Cuando yo era pequeña viví muchas aventuras. Fue la infancia más feliz que os podáis imaginar.
Había días en que caminaba una hora desde mi casa al pueblo más cercano, porque mi padre decidía llevarse el coche y no había otra forma de moverse desde el pueblo a casa y viceversa. No iba sola, claro, porque era muy pequeña y yo no sabía comprar, no sabía contar el dinero siquiera, y era un camino solitario, así que la aventura solía suceder con mi madre y mi hermano. Caminábamos una hora bajo el sol, en verano o en invierno. Recuerdo cuando me llevaron por aquel camino transportada en un carrito de bebé porque me había roto la pierna a los 4 años, y empujaban las ruedas por el terreno árido, y la panadera me preguntaría por qué iba tan mayor montada el carro, ya que tras el mostrador no podía ver la pierna escayolada, a lo cual mi madre contestaría que no podía caminar.
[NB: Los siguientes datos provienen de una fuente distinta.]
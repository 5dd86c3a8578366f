use anyhow::Result;

use crate::display::{print_karat_table, Context as DisplayContext};

// Fineness figures as actually struck on hallmarks, not exact 24ths;
// 22 K is marked 916, not 916.67.
const HALLMARKS: [(f64, u32); 6] = [
    (24.0, 999),
    (22.0, 916),
    (18.0, 750),
    (14.0, 585),
    (10.0, 417),
    (9.0, 375),
];

pub fn run_karats(ctx: DisplayContext) -> Result<()> {
    print_karat_table(ctx, &HALLMARKS);
    Ok(())
}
Cuando yo era pequeña viví de ocupa.
Solo recuerdo una fuerte discusión, tras lo cual mi madre anunció que nos íbamos de casa. Solo había un pequeño detalle, y es que no teníamos a dónde ir, pero eso no era un problema porque vivir en la nada te recompensa con michas casas abandonadas!
Las había de todos los colores a lo largo de aquel camino que había recorrido innumerables veces, pero elegimos una cuya existencia no conocía, alejada del camino. Los matojos del jardín me llegaban a la cintura, pero no salí mucho durante nuestra corta estancia.
Fue una experiencia muy rústica, sin luz en la noche ni gas para cocinar, y la casa era preciosa. No recuerdo muy bien en qué ocupé mi tiempo, porque mi absurda memoria reniega a recordar gran parte de mi infancia, a saber por qué! Solo recuerdo equiparme con los patines que me había llevado para pasar el rato y tratar de patinar en aquella eminúscula estancia, actividad de la que me aburrí en breve porque apenas podía dar dos pasos y ya tenía que dar la vuelta. Es posible que lleváramos una radio a pilas para hacer la existencia más amena, y por eso cada vez que escucho una emisora de radio me entran ganas de llor.... reír! Ganas de reír por las emocionantes experiencias que me recuerda escuchar a un locutor desconocido sonar por un cochambroso altavoz, la radio me ha acompañado a lo largo de las mejores épocas de mi vida y por eso adoro escucharla!
También intentamos vivir en una casa más moderna pero algún entrometido nos vió abrir la puerta y unos señores uniformados hicieron acto de presencia y reprendieron a mi hermano y mi madre. Demasiado tarde, realmente, porque ya habíamos encontrado los tesoros que yacían en el lugar y me llevé para casa algunos juguetes muy chulos
Y también intentamos vivir en el piso que le sobraba a mi tía, en plena ciudad, y me pareció una gran experiencia, porque yo solo conocía la solitaria experiencia de vivir en el campo con 4 vecinos mal contados.
Cuando era pequeña aprendí a sobrevivir al más puro estilo hombre de las cavernas! Salvo la parte de la caza, porque a pesar de vivir en el campo no había demasiados animales que cazar y mucho menos contaba yo con algo afilado para acabar con su vida...
Y es que nuestra parte del sueldo se acababa muy pronto y como mi progenitor no cedía ni era especialmente generoso tocaba subsistir con lo mínimo. Así que si quería merendar siempre podía echar mano de aquel único árbol del jardín que daba unas frutitas del tamaño de un pulgar, que parecían manzanas, pero obviamente no lo eran.
Cuando yo era pequeña corría muchas carreras a las casas de los vecinos.
Hacía carreras de obstáculos, saltando la altísima puerta del jardín (Dos veces mi altura) tan rápido como podía para llegar rauda al timbre de la vecina cuyo papá era policía.
Y ellos llamaban a la gente uniformada que nos había reprendido por entrar en casas ajenas. Pero cuando llegaban la persona que buscaban ya había huído, así que nos llevaban en su coche al médico o a comisaría. Llegaron a enseñarme su pistola, los niños de las series siempre se emocionan cuando la ven, pero a mí me pareció un cacharro de metal sin importancia. Eran gente amable y me invitaron a chocolate, pero yo no me atreví a darles las gracias, así que cuando mi madre preguntó si las había dado mentí. Y me sentí muy mal. Pero me sentía peor cuando llegábamos a casa y los hombres uniformados se marchaban.